Thank You for Things that Die for our Real Sins and Salvation

Extinct animals



Children in third world countries

People who work in diamond mines

Old People without Healthcare

Rain Forests

Feral cats

Young soldiers

AIDS victims

Harp Seals

Small tribal cultures

Homeless people

Leukemia victims who live near toxic waste

Animals that get in the way of “progress”

People that get in the way of “progress”


 If apathy and complacency are sins, responsible action is true salvation.

What would humans do? 





~ by leakelley on May 6, 2009.

3 Responses to “Thank You for Things that Die for our Real Sins and Salvation”

  1. Life will never be equal for everybody.

  2. Thank you for beautiful writings and works of art.

    I love to read your missives, and it’s a pleasure to keep your material in my browser-Feeds because i have been touched by so many of the joyful and moving thoughts which you share.

    Originally i was drawn to your work because of the amazing FacesOfBellingham project, but i soon found myself eager to taste all the other delicious offerings in your banquet.

    I don’t think i have a good response to your question “What would humans do?” because i’m afraid any of my answers would only provide cynicism and nihilism rather than something helpful or encouraging. And really it would be so much nicer if i could think of encouragement, because that’s what i’ve often been given by visiting your webpages.

    Even without a good answer, i still think it’s worthwhile to examine these questions.

    Just one other trivial mention, which i sincerely do not mean as criticism, but simply wish to offer as a part of “thinking positively”, if i may be so bold:

    As a person who is turning 39, but has somehow survived being infected with HIV since the age of 19, i sometimes find that it is helpful to describe people with AIDS and people with other illnesses or disabilities in a way which uses non-handicapping language. What i mean is: instead of “defining” a human as an “AIDS victim” or as a “Leukemia victim”, it is sometimes constructive to emphasize who we are rather than how we are harmed.
    Maybe it would detract from the powerful message of your eloquent words if you didn’t use the term “AIDS victim”, and so maybe i shouldn’t even bother to say anything about the loaded terminology. But i have sometimes been reminded that the loaded terminology suggests continuing helplessness, whereas neutral expressions carry less of a sense of fatalism.

    This is just my particular viewpoint, and maybe it doesn’t even have relevance in the case of your poetry and prose.

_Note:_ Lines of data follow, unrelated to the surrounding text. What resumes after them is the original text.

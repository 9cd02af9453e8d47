//! Intermediate image cache.
//!
//! Bootstrapping a base image is slow, so the first provider to need a
//! given `(remote, version, revision)` bootstraps a helper instance once and
//! publishes it as a local image. Later providers launch from that image.
//! Entries are never invalidated automatically; bump the revision instead.

use crate::bootstrap::{BootstrapConfig, Bootstrapper};
use crate::error::Result;
use crate::executor::Executor;
use crate::image::ImageRef;
use crate::instance::Instance;
use kiln_lxd::{InstanceId, RunEnvironment, RuntimeClient, Scope};
use std::sync::Arc;
use std::time::Instant;

/// Result of [`ImageCache::ensure`].
#[derive(Debug, Clone, PartialEq, Eq)]
pub struct CacheOutcome {
    /// Alias of the cached image.
    pub alias: String,
    /// True if the image already existed.
    pub hit: bool,
}

/// Builds and looks up intermediate images in one project and remote.
pub struct ImageCache {
    runtime: Arc<dyn RuntimeClient>,
    scope: Scope,
    run_environment: RunEnvironment,
    bootstrap: BootstrapConfig,
}

impl ImageCache {
    /// Cache storing images in `scope`.
    pub fn new(
        runtime: Arc<dyn RuntimeClient>,
        scope: Scope,
        run_environment: RunEnvironment,
        bootstrap: BootstrapConfig,
    ) -> Self {
        Self {
            runtime,
            scope,
            run_environment,
            bootstrap,
        }
    }

    /// True if an image holds `alias`.
    pub async fn contains(&self, alias: &str) -> Result<bool> {
        let images = self.runtime.image_list(&self.scope).await?;
        Ok(images.iter().any(|image| image.has_alias(alias)))
    }

    /// Return the alias of the bootstrapped `image`, building it first if
    /// it is not cached yet.
    pub async fn ensure(&self, image_remote: &str, image: &ImageRef) -> Result<CacheOutcome> {
        let alias = image.cache_alias(image_remote);
        if self.contains(&alias).await? {
            tracing::debug!(alias = %alias, "Intermediate image cached");
            return Ok(CacheOutcome { alias, hit: true });
        }

        let start = Instant::now();
        tracing::info!(alias = %alias, "Building intermediate image");

        let helper = Instance::new(
            InstanceId::new(alias.clone())
                .with_project(self.scope.project.clone())
                .with_remote(self.scope.remote.clone()),
            self.runtime.clone(),
            self.run_environment.clone(),
        );

        // A helper left behind by an interrupted build is resumed.
        if helper.exists().await? {
            if !helper.is_running().await? {
                helper.start().await?;
            }
        } else {
            helper.launch(&image.version, image_remote, false).await?;
        }

        if let Err(e) = self.bootstrap_and_publish(&helper, image, &alias).await {
            if let Err(cleanup) = helper.delete(true).await {
                tracing::warn!(alias = %alias, error = %cleanup, "Failed to delete helper instance");
            }
            return Err(e);
        }
        helper.delete(true).await?;

        tracing::info!(
            alias = %alias,
            elapsed_ms = start.elapsed().as_millis() as u64,
            "Intermediate image published"
        );
        Ok(CacheOutcome { alias, hit: false })
    }

    async fn bootstrap_and_publish(
        &self,
        helper: &Instance,
        image: &ImageRef,
        alias: &str,
    ) -> Result<()> {
        Bootstrapper::for_image_ref(image.clone(), self.bootstrap.clone())
            .run(helper)
            .await?;
        self.runtime.publish(helper.id(), alias).await?;
        Ok(())
    }
}

#[cfg(test)]
mod tests {
    use super::*;
    use crate::error::CoreError;
    use crate::testing::{Call, FakeRuntime};

    fn cache(fake: &Arc<FakeRuntime>) -> ImageCache {
        ImageCache::new(
            fake.clone(),
            Scope::default(),
            RunEnvironment::new(),
            BootstrapConfig::default(),
        )
    }

    #[tokio::test]
    async fn test_hit_skips_bootstrap() {
        let fake = Arc::new(FakeRuntime::new());
        fake.add_image("ubuntu-buildd-20-04-r0");

        let outcome = cache(&fake)
            .ensure("ubuntu-buildd", &ImageRef::new("20.04", 0))
            .await
            .unwrap();

        assert_eq!(
            outcome,
            CacheOutcome {
                alias: "ubuntu-buildd-20-04-r0".into(),
                hit: true
            }
        );
        assert!(fake.calls().is_empty());
    }

    #[tokio::test]
    async fn test_miss_builds_publishes_and_removes_helper() {
        let fake = Arc::new(FakeRuntime::new().with_bootstrap_scripts());

        let outcome = cache(&fake)
            .ensure("ubuntu-buildd", &ImageRef::new("20.04", 0))
            .await
            .unwrap();

        assert!(!outcome.hit);
        assert!(fake.has_image("ubuntu-buildd-20-04-r0"));
        assert!(!fake.has_instance("ubuntu-buildd-20-04-r0"));
        let calls = fake.calls();
        assert!(calls.contains(&Call::Launch {
            name: "ubuntu-buildd-20-04-r0".into(),
            image: "20.04".into(),
            image_remote: "ubuntu-buildd".into(),
            ephemeral: false,
        }));
        assert!(calls.contains(&Call::Publish {
            name: "ubuntu-buildd-20-04-r0".into(),
            alias: "ubuntu-buildd-20-04-r0".into(),
        }));
    }

    #[tokio::test]
    async fn test_stale_helper_is_resumed() {
        let fake = Arc::new(FakeRuntime::new().with_bootstrap_scripts());
        fake.add_instance("ubuntu-buildd-18-04-r0", false, false);

        cache(&fake)
            .ensure("ubuntu-buildd", &ImageRef::new("18.04", 0))
            .await
            .unwrap();

        assert_eq!(fake.count(|c| matches!(c, Call::Launch { .. })), 0);
        assert_eq!(
            fake.count(|c| matches!(c, Call::Start(n) if n == "ubuntu-buildd-18-04-r0")),
            1
        );
    }

    #[tokio::test]
    async fn test_failed_bootstrap_removes_helper() {
        let fake = Arc::new(FakeRuntime::new().with_bootstrap_scripts());
        fake.script(&["apt-get", "update"], "echo mirror down >&2; exit 100");

        let err = cache(&fake)
            .ensure("ubuntu-buildd", &ImageRef::new("20.04", 0))
            .await
            .unwrap_err();

        assert!(matches!(err, CoreError::CommandFailed { exit_code: 100, .. }));
        assert!(!fake.has_instance("ubuntu-buildd-20-04-r0"));
        assert!(!fake.has_image("ubuntu-buildd-20-04-r0"));
        assert_eq!(fake.count(|c| matches!(c, Call::Publish { .. })), 0);
    }
}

I just thought i’d throw that out there. And anyway, what’s far more important to me is to just let you know how much i admire your skills in so many media. I often envy your talents and productivity. Thank you for giving people something beautiful to visit every week, for encouragement, for friendliness, for thoughtfulness, for goodness.

  3. Kevin,
    Thank you so much for your kind comments. Thank you even more for your generous spirit in reminding me how words are powerful and also require conscious responsibility.
    Separating one’s position, circumstance, or personal challenges from one’s identity is essential to our development as individuals as well as a collective society.
    As a painter, words are not always my first choice of communication.
    Often I wield them impulsively with a playful irony or satirical urging.
    And sometimes with an unintentional absent mindedness.
    I am grateful for those, like yourself, who would care enough to reflect back, share perspective, and contribute to my own evolutional mirror of my environment.
    I encourage everyone to visit the URL you attached.
    It is very enlightening.
    I have resisted certain terminology myself, that would limit me and I have been inspired by many who transcend the word victim.
    You are one of the inspirational. Thank you again.